Title of the course: Numbers and Polynomials
Instructor: Prof. Alexandre Borovik
Institution: University of Manchester
Dates: 22-28 July 2019
Prerequisites: Reasonable mastery of secondary school algebra. Suitable for fresh entrants to university or even high school students (if they understand English).
Level: Beginning Undergraduate, highschool
Abstract: The course deals with basic number theory (that is, integers) and polynomials, as concrete, sensible, sound, familiar to students objects, but treats them with full proofs in an unifying approach.
1. Taking possibility of division (of integers and polynomials over a field) with remainder for granted, a sequence of results about greatest common divisors, uniqueness of factorisation, etc. -- up to the Chinese Reminder Theorem and Lagrange's Interpolation Formula, will be *proved*. More precisely, every theorem will be formulated in two versions: for integers and for polynomials, with only one of them being proved in a lecture, the other one left as an exercise for students.
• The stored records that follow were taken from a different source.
//! Single-item mutations.

use dynaquery_model::input::{DeleteItemInput, PutItemInput, UpdateItemInput};
use dynaquery_model::output::{DeleteItemOutput, PutItemOutput, UpdateItemOutput};
use dynaquery_model::{Item, Key};

use crate::client::TableClient;
use crate::config::TableConfig;
use crate::error::{Error, Result};
use crate::mutation::expression::{
    ConditionExpr, build_condition_expressions, build_update_expressions,
};

/// Puts `item`, replacing any existing item under the same key.
pub async fn put_item(
    client: &dyn TableClient,
    table: &TableConfig,
    item: Item,
) -> Result<PutItemOutput> {
    let input = PutItemInput {
        table_name: table.name.clone(),
        item,
        ..PutItemInput::default()
    };
    Ok(client.put_item(input).await?)
}

/// Deletes the item under `key`.
///
/// The key must be non-empty and contain at least the default index's
/// partition key.
pub async fn delete_item(
    client: &dyn TableClient,
    table: &TableConfig,
    key: Key,
) -> Result<DeleteItemOutput> {
    let index = table.index(None)?;
    if key.is_empty() || !key.contains_key(&index.partition_key_name) {
        return Err(Error::InvalidKey);
    }

    let input = DeleteItemInput {
        table_name: table.name.clone(),
        key,
        ..DeleteItemInput::default()
    };
    Ok(client.delete_item(input).await?)
}

/// Conditionally updates the item under `key` with `item`'s attributes.
///
/// The default index's key attributes are stripped from the update map (they
/// cannot be rewritten); what remains must be non-empty, otherwise the call
/// would be a no-op `SET` and is rejected. Condition and update expressions
/// share one merged set of placeholder maps.
pub async fn update_item(
    client: &dyn TableClient,
    table: &TableConfig,
    key: Key,
    conditions: &[ConditionExpr],
    item: &Item,
) -> Result<UpdateItemOutput> {
    let index = table.index(None)?;
    if key.is_empty() || !key.contains_key(&index.partition_key_name) {
        return Err(Error::InvalidKey);
    }

    let mut updates = item.clone();
    updates.remove(&index.partition_key_name);
    if let Some(sort_key_name) = &index.sort_key_name {
        updates.remove(sort_key_name);
    }
    if updates.is_empty() {
        return Err(Error::EmptyUpdate);
    }

    let condition_parts = build_condition_expressions(conditions);
    let update_parts = build_update_expressions(&updates);

    let condition_expression =
        (!condition_parts.is_empty()).then(|| condition_parts.expression.clone());
    let update_expression = update_parts.expression.clone();
    let merged = condition_parts.merged_with(update_parts);

    let input = UpdateItemInput {
        table_name: table.name.clone(),
        key,
        update_expression: Some(update_expression),
        condition_expression,
        expression_attribute_names: merged.attr_names,
        expression_attribute_values: merged.attr_values,
    };
    Ok(client.update_item(input).await?)
}
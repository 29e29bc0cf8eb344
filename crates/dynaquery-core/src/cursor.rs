//! Opaque, tamper-resistant pagination cursors.
//!
//! A cursor carries serialized scan position (a continuation key, or a map of
//! them for multi-index queries) across request boundaries, so it must come
//! back exactly as it left. Tokens have the form
//! `base64url(payload).base64url(HMAC-SHA256(secret, payload))`; the payload
//! is a version-tagged JSON envelope, so a token minted against an older
//! payload schema is rejected outright instead of being silently
//! misinterpreted.
//!
//! Absence round-trips as absence: sealing `None` yields `None` (never a
//! ciphertext of nothing) and opening `None` or an empty string yields
//! `Ok(None)`.

use base64::Engine;
use base64::engine::general_purpose::URL_SAFE_NO_PAD as BASE64;
use hmac::{Hmac, KeyInit, Mac};
use serde::de::DeserializeOwned;
use serde::{Deserialize, Serialize};
use sha2::Sha256;
use subtle::ConstantTimeEq;

use crate::error::{Error, Result};

type HmacSha256 = Hmac<Sha256>;

/// Current cursor payload schema version.
const CURSOR_VERSION: u8 = 1;

/// The signed envelope around a scan position.
#[derive(Debug, Serialize, Deserialize)]
struct Envelope<T> {
    v: u8,
    value: T,
}

/// Seals `value` into an opaque token under `secret`.
///
/// `None` seals to `None`.
pub fn encrypt<T: Serialize>(value: Option<&T>, secret: &str) -> Result<Option<String>> {
    let Some(value) = value else {
        return Ok(None);
    };
    let payload = serde_json::to_vec(&Envelope {
        v: CURSOR_VERSION,
        value,
    })
    .map_err(|e| Error::InvalidCursor {
        reason: format!("unserializable payload: {e}"),
    })?;
    let tag = sign(secret, &payload);
    Ok(Some(format!(
        "{}.{}",
        BASE64.encode(&payload),
        BASE64.encode(tag)
    )))
}

/// Opens a token sealed by [`encrypt`] with the same secret.
///
/// `None` and the empty string open to `Ok(None)`. A malformed, tampered, or
/// version-mismatched token is an [`Error::InvalidCursor`].
pub fn decrypt<T: DeserializeOwned>(token: Option<&str>, secret: &str) -> Result<Option<T>> {
    let Some(token) = token.filter(|t| !t.is_empty()) else {
        return Ok(None);
    };

    let (payload_b64, tag_b64) = token.split_once('.').ok_or_else(|| Error::InvalidCursor {
        reason: "missing signature".to_owned(),
    })?;
    let payload = BASE64
        .decode(payload_b64)
        .map_err(|_| Error::InvalidCursor {
            reason: "malformed payload encoding".to_owned(),
        })?;
    let tag = BASE64.decode(tag_b64).map_err(|_| Error::InvalidCursor {
        reason: "malformed signature encoding".to_owned(),
    })?;

    let expected = sign(secret, &payload);
    if !bool::from(tag.as_slice().ct_eq(&expected)) {
        return Err(Error::InvalidCursor {
            reason: "signature mismatch".to_owned(),
        });
    }

    let envelope: Envelope<T> =
        serde_json::from_slice(&payload).map_err(|e| Error::InvalidCursor {
            reason: format!("undecodable payload: {e}"),
        })?;
    if envelope.v != CURSOR_VERSION {
        return Err(Error::InvalidCursor {
            reason: format!(
                "unsupported cursor version {} (expected {CURSOR_VERSION})",
                envelope.v
            ),
        });
    }
    Ok(Some(envelope.value))
}

fn sign(secret: &str, payload: &[u8]) -> Vec<u8> {
    let mut mac =
        HmacSha256::new_from_slice(secret.as_bytes()).expect("HMAC can accept any key length");
    mac.update(payload);
    mac.finalize().into_bytes().to_vec()
}

#[cfg(test)]
mod tests {
    use std::collections::HashMap;

    use dynaquery_model::{AttributeValue, Key};

    use super::*;

    const SECRET: &str = "super-secret";

    fn sample_key() -> Key {
        let mut key = Key::new();
        key.insert("pk".to_owned(), AttributeValue::from("product"));
        key.insert("sk".to_owned(), AttributeValue::from("0042"));
        key
    }

    #[test]
    fn test_should_roundtrip_a_continuation_key() {
        let key = sample_key();
        let token = encrypt(Some(&key), SECRET).unwrap().unwrap();
        let opened: Key = decrypt(Some(&token), SECRET).unwrap().unwrap();
        assert_eq!(opened, key);
    }

    #[test]
    fn test_should_roundtrip_a_key_map() {
        let mut map = HashMap::new();
        map.insert("default".to_owned(), sample_key());
        let token = encrypt(Some(&map), SECRET).unwrap().unwrap();
        let opened: HashMap<String, Key> = decrypt(Some(&token), SECRET).unwrap().unwrap();
        assert_eq!(opened, map);
    }

    #[test]
    fn test_should_seal_absence_as_absence() {
        assert!(encrypt::<Key>(None, SECRET).unwrap().is_none());
    }

    #[test]
    fn test_should_open_absent_and_empty_tokens_as_none() {
        assert!(decrypt::<Key>(None, SECRET).unwrap().is_none());
        assert!(decrypt::<Key>(Some(""), SECRET).unwrap().is_none());
    }

    #[test]
    fn test_should_reject_tampered_tokens() {
        let token = encrypt(Some(&sample_key()), SECRET).unwrap().unwrap();
        let mut tampered = token.clone();
        // flip a character inside the payload half
        tampered.replace_range(1..2, if &token[1..2] == "A" { "B" } else { "A" });
        let err = decrypt::<Key>(Some(&tampered), SECRET).unwrap_err();
        assert!(matches!(err, Error::InvalidCursor { .. }));
    }

    #[test]
    fn test_should_reject_wrong_secret() {
        let token = encrypt(Some(&sample_key()), SECRET).unwrap().unwrap();
        let err = decrypt::<Key>(Some(&token), "other-secret").unwrap_err();
        assert!(matches!(err, Error::InvalidCursor { .. }));
    }

    #[test]
    fn test_should_reject_unknown_versions() {
        let payload = serde_json::to_vec(&Envelope {
            v: 9,
            value: sample_key(),
        })
        .unwrap();
        let tag = sign(SECRET, &payload);
        let token = format!("{}.{}", BASE64.encode(&payload), BASE64.encode(tag));
        let err = decrypt::<Key>(Some(&token), SECRET).unwrap_err();
        assert!(matches!(err, Error::InvalidCursor { reason } if reason.contains("version")));
    }
}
2. This part of the course will be rounded up by an explanation that the Chinese Reminder Theorem and Lagrange's Interpolation Formula are *one and the same thing*.
3. Then complex numbers and roots of unity will be introduced, and the Fundamental Theorem of Algebra stated, unfortunately, without proof.
4. And, finally a version of the Fermat's Theorem will be proved:
The equation X^n + Y^n = Z^n, n >1, has no solutions in polynomials X = X(t), Y = Y(t), Z = Z(t) of non-zero degree, with some historical remarks.